How much of our desire for ‘good design’ comes from the idea that lousy design is ‘uncivilized’ or that the uncivilized can become at least a little ‘civilized’ or ‘normal’ by adopting good design? The idea of ‘good design’ comes from an era that praised the universalist, totalizing design theory (and aesthetic) of modernism, which, despite all the beautiful lines it produced, was, at its base, a paternalistic attempt to say, ’This is the way.’
In Designs for the Pluriverse, Arturo Escobar notes that
it is practically impossible to demarcate a single, stable real. To be able to do so, one has to parcel out entire domains of the meshwork as inanimate; … indeed, moderns imagine the world as an inanimate surface to be occupied; for many relational cultures, on the contrary, humans and other beings inhabit a world that is alive.

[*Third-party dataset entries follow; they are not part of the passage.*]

//! Structural elements: patterns repeated around the axis inside one layer.

mod egyptian_struts;
mod rect_holes;
mod rosetta_struts;
mod spiral_struts;
mod tube_struts;

pub use egyptian_struts::EgyptianStruts;
pub use rect_holes::RectHoles;
pub use rosetta_struts::RosettaStruts;
pub use spiral_struts::SpiralStruts;
pub use tube_struts::TubeStruts;

use super::WheelLayer;
use super::layer::layer_solid;
use super::space::WheelSpace;
use crate::errors::WheelError;
use crate::float_types::{PI, Real, TAU};
use crate::polar;
use crate::resolution::Resolution;
use crate::traits::SolidOps;
use crate::voxels::{Lattice, Voxels};
use log::debug;
use nalgebra::Point3;

/// How the copies of an element combine with their layer.
#[derive(Debug, Clone, Copy, PartialEq, Eq)]
pub enum Combine {
    /// The copies are the layer's material.
    Additive,
    /// The copies are cut out of the solid layer band.
    Subtractive,
}

pub trait WheelElements {
    fn layer(&self) -> &WheelLayer;

    /// Number of copies around the axis, after any automatic raise.
    fn symmetry(&self) -> u32;

    fn combine(&self) -> Combine;

    /// Copy `index` of the element, already in wheel space.
    fn copy(&self, index: u32, space: &WheelSpace, res: &Resolution) -> Voxels;

    /// One solid per symmetric copy; copy `i` is copy `0` turned by `2π·i/n`.
    fn copies(&self, space: &WheelSpace, res: &Resolution) -> Vec<Voxels> {
        (0..self.symmetry())
            .map(|i| self.copy(i, space, res))
            .collect()
    }

    /// The finished layer.
    fn construct(&self, space: &WheelSpace, res: &Resolution) -> Voxels {
        let layer = self.layer();
        debug!(
            "constructing {} copies in layer [{}, {}]",
            self.symmetry(),
            layer.start(),
            layer.end()
        );
        let joined = Voxels::new(res.voxel_size).union_all(self.copies(space, res));
        match self.combine() {
            Combine::Additive => joined,
            Combine::Subtractive => layer_solid(space, layer, res).difference(&joined),
        }
    }
}

/// Symmetry high enough that neighbouring cells are roughly as wide as the layer is
/// thick: `max(requested, ⌈2π·mid / range⌉)`.
pub fn dense_symmetry(layer: &WheelLayer, requested: u32) -> u32 {
    let raised = (TAU * layer.mid_radius() / layer.range()).ceil();
    if raised.is_finite() && raised > requested as Real {
        raised as u32
    } else {
        requested
    }
}

/// Validates the parameters every element shares.
pub(crate) fn check_common(symmetry: u32, wall_thickness: Real) -> Result<(), WheelError> {
    if symmetry == 0 {
        return Err(WheelError::InvalidParameters(
            "symmetry must be at least 1".into(),
        ));
    }
    if !(wall_thickness.is_finite() && wall_thickness > 0.0) {
        return Err(WheelError::InvalidParameters(format!(
            "wall thickness must be positive, got {wall_thickness}"
        )));
    }
    Ok(())
}

/// Arc left for one cell at `radius` once the core gap is taken off:
/// `π/n · radius − wall/2`.
pub(crate) fn core_gap(symmetry: u32, radius: Real, wall_thickness: Real) -> Real {
    PI / symmetry as Real * radius - 0.5 * wall_thickness
}

pub(crate) fn check_core_gap(
    symmetry: u32,
    radius: Real,
    wall_thickness: Real,
) -> Result<(), WheelError> {
    let gap = core_gap(symmetry, radius, wall_thickness);
    if gap > 0.0 {
        Ok(())
    } else {
        Err(WheelError::InsufficientClearance {
            symmetry,
            wall_thickness,
            gap,
        })
    }
}

/// One angular cell of a layer in design space.
///
/// Maps a unit square `(x, y) ∈ [-1, 1]²` onto the annular sector around the cell's
/// centre angle: `y` runs from the inner to the outer radius (inset by `inset`),
/// `x` spans the cell's width less a gap of `wall/2` on either side.
#[derive(Debug, Clone, Copy)]
pub(crate) struct SymmetryCell {
    phi_mid: Real,
    inner: Real,
    outer: Real,
    symmetry: u32,
    gap: Real,
}

impl SymmetryCell {
    pub fn new(layer: &WheelLayer, symmetry: u32, index: u32, inset: Real, wall: Real) -> Self {
        Self {
            phi_mid: polar::copy_angle(index, symmetry),
            inner: layer.inner_radius() + inset,
            outer: layer.outer_radius() - inset,
            symmetry,
            gap: 0.5 * wall,
        }
    }

    pub fn phi_mid(&self) -> Real {
        self.phi_mid
    }

    pub fn point(&self, width_ratio: Real, radius_ratio: Real, z: Real) -> Point3<Real> {
        let radius = self.inner + radius_ratio * (self.outer - self.inner);
        let max_arc = PI / self.symmetry as Real * radius;
        let d_phi = (max_arc - self.gap) / radius;
        polar::cyl_point(radius, self.phi_mid + d_phi * width_ratio, z)
    }
}

/// Struts drawn as a lattice on both faces of the design space, extruded through
/// the width and bent into wheel space.
pub(crate) fn extruded_struts(
    lattice: &Lattice,
    space: &WheelSpace,
    wall: Real,
    res: &Resolution,
) -> Voxels {
    let [top, bottom] = strut_faces(space.params().width, wall);
    let mut struts = lattice.voxelize(res.voxel_size);
    struts.project_z_slice(top, bottom);
    struts.mapped(space)
}

/// The two axial positions struts are drawn at.
pub(crate) fn strut_faces(width: Real, wall: Real) -> [Real; 2] {
    [width - 0.5 * wall, 0.5 * wall]
}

This ‘single, stable real,’ this standardization, tends to replace vernacular culture with frictionless efficiency—the cultural equivalent of clear-cutting a forest and planting a monocrop. It’s time to stop imagining that modernism holds all the answers, just as a plantation doesn’t hold biodiversity.
New truths
How does this all tie back to my statement at the top of this post claiming that capitalism’s ‘public image is imploding under its own weight’?
Believe it or not, we’re in a moment similar to the 1400s, when the Black Death wiped a large portion of the population off the European territory. That pandemic made mortality an omnipresent issue in daily life, which caused people to understand life is about more than social hierarchies and changed everything from work ethic to sexual attitudes. “For a broad section of the western European peasantry,” says Federici, it was “a period of unprecedented power.”
While power dynamics haven’t shifted to the same degree, I think something similar has happened with COVID. In the few years since, exploitation and corporate profits have reached new heights, but at the same time, our muscle for questioning and desire for change have gotten stronger. We’re looking for new ways to relate with each other, our technology, our work, our pleasure, and ourselves.
A relational mindset is gestating and, in small ways, starting to erode the dualist, separation-dependent mindset. The design industry would be wise to follow this pattern. By flipping the ideas outlined above, we can lead the design industry to a more fulfilling place—aligning our work with the value of relationships instead of capital.
What if we based our truth on collectivity and sensitivity instead of separation and numbness?
On sense-making and solidarity with people instead of profit and efficiency for corporations?
On a diversity of cultural ideas instead of a homogenization of them?
That's all for this week! Thanks for reading.